» Your task: Go through the material under this sentence. Return every line holding "bool".

» Supplied entries:
[Start of Attachment]
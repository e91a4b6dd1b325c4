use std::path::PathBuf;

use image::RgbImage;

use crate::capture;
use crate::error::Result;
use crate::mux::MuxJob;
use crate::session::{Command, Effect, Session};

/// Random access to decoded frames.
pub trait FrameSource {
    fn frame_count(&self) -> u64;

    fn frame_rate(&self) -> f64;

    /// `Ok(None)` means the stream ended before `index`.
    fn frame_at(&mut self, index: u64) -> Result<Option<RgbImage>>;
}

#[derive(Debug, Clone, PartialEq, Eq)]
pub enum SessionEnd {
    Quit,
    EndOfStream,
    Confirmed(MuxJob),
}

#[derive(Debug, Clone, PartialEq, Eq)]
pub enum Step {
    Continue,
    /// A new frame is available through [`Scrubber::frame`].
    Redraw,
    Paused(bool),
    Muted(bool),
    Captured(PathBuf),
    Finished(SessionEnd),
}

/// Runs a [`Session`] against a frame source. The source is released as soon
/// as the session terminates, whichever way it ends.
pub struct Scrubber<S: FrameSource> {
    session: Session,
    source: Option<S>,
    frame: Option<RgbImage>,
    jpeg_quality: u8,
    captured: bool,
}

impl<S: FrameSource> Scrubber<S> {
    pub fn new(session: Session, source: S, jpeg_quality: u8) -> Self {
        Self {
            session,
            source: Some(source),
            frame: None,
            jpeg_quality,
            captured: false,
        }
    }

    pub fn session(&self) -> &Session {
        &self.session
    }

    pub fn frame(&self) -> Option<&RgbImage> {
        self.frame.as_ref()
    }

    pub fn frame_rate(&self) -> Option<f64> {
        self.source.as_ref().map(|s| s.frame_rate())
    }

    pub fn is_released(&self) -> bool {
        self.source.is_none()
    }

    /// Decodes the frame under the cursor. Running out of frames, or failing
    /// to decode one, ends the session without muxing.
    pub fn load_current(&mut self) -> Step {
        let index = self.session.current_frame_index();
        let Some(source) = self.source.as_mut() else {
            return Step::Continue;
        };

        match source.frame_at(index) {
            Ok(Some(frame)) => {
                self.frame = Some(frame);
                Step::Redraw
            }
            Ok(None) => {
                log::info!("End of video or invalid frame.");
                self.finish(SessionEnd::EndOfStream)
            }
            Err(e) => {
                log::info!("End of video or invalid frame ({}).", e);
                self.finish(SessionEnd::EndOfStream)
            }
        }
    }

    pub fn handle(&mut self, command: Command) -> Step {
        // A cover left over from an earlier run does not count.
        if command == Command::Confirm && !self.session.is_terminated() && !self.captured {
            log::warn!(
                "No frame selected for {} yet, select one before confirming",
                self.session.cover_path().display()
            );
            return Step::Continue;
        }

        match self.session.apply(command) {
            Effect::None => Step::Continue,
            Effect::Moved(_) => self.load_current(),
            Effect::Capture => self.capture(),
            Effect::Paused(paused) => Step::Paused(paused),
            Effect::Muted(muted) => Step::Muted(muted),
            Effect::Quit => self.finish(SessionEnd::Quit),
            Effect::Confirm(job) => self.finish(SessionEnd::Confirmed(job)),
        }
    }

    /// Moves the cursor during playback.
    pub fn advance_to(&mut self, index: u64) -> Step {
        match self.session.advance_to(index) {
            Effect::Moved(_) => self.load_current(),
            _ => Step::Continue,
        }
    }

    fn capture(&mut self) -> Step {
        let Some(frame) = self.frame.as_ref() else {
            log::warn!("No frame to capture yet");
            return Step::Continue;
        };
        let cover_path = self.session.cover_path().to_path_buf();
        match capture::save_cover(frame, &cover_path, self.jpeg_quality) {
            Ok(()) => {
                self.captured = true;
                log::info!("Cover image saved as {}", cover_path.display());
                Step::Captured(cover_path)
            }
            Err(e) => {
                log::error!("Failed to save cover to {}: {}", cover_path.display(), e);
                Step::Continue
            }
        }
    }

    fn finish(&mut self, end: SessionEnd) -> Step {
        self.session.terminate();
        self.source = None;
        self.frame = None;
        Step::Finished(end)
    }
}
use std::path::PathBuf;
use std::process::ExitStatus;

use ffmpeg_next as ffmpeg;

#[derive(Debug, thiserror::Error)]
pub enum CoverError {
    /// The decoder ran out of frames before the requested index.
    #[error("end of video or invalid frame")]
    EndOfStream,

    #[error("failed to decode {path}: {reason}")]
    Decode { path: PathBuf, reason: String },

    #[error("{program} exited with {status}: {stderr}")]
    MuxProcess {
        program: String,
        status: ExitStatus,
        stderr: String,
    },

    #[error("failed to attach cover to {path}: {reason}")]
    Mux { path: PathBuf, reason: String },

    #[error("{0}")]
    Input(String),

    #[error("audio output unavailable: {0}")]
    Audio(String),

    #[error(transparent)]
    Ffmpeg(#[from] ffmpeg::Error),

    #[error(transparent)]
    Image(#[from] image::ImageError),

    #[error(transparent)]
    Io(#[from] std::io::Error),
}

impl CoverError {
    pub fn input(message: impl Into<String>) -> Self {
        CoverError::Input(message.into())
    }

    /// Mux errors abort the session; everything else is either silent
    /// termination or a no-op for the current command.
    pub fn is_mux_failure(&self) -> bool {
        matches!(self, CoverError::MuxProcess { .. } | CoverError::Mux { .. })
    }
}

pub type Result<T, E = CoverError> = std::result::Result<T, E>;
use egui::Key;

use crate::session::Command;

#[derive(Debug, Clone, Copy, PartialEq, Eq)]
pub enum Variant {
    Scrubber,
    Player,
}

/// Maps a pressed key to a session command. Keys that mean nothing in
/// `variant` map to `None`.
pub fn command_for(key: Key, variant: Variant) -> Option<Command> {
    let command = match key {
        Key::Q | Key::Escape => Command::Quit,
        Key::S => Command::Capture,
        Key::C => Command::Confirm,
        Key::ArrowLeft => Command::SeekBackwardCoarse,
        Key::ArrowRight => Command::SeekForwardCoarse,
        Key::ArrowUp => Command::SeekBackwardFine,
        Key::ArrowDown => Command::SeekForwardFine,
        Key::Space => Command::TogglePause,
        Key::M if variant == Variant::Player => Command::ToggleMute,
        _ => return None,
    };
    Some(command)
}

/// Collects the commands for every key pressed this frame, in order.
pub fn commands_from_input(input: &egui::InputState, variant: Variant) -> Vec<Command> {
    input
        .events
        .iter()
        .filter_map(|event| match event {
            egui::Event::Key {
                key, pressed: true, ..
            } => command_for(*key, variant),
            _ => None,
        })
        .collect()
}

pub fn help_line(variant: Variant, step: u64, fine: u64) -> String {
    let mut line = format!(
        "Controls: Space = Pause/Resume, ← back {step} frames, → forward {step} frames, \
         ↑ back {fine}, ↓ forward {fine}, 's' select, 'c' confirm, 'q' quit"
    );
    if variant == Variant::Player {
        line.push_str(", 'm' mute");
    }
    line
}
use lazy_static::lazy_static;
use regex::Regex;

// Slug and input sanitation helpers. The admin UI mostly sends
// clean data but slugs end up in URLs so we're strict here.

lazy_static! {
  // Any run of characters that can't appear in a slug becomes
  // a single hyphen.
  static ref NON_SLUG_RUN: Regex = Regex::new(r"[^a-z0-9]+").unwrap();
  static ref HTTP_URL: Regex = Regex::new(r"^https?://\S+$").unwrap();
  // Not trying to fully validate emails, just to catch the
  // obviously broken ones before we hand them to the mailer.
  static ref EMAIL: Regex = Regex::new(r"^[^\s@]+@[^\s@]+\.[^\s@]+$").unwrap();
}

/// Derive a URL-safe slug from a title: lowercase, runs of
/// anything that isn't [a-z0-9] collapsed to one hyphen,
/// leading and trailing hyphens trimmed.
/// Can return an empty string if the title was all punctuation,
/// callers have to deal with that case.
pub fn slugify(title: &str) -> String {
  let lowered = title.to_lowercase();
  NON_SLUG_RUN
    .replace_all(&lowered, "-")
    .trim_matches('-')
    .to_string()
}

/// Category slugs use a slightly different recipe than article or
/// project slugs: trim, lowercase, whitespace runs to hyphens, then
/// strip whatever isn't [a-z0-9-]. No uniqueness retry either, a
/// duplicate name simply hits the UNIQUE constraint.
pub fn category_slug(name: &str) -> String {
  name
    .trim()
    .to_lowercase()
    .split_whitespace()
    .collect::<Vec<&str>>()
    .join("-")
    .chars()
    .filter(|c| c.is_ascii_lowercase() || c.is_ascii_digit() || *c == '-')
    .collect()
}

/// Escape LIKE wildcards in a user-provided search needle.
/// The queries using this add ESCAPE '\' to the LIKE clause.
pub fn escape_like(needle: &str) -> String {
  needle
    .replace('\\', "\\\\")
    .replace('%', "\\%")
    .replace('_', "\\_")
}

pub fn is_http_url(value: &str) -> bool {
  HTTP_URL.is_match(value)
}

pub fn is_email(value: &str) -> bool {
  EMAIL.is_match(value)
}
[End of Attachment]
» Written answer:
    Paused(bool),
    Muted(bool),
    captured: bool,
    pub fn is_released(&self) -> bool {
    pub fn is_mux_failure(&self) -> bool {
pub fn is_http_url(value: &str) -> bool {
pub fn is_email(value: &str) -> bool {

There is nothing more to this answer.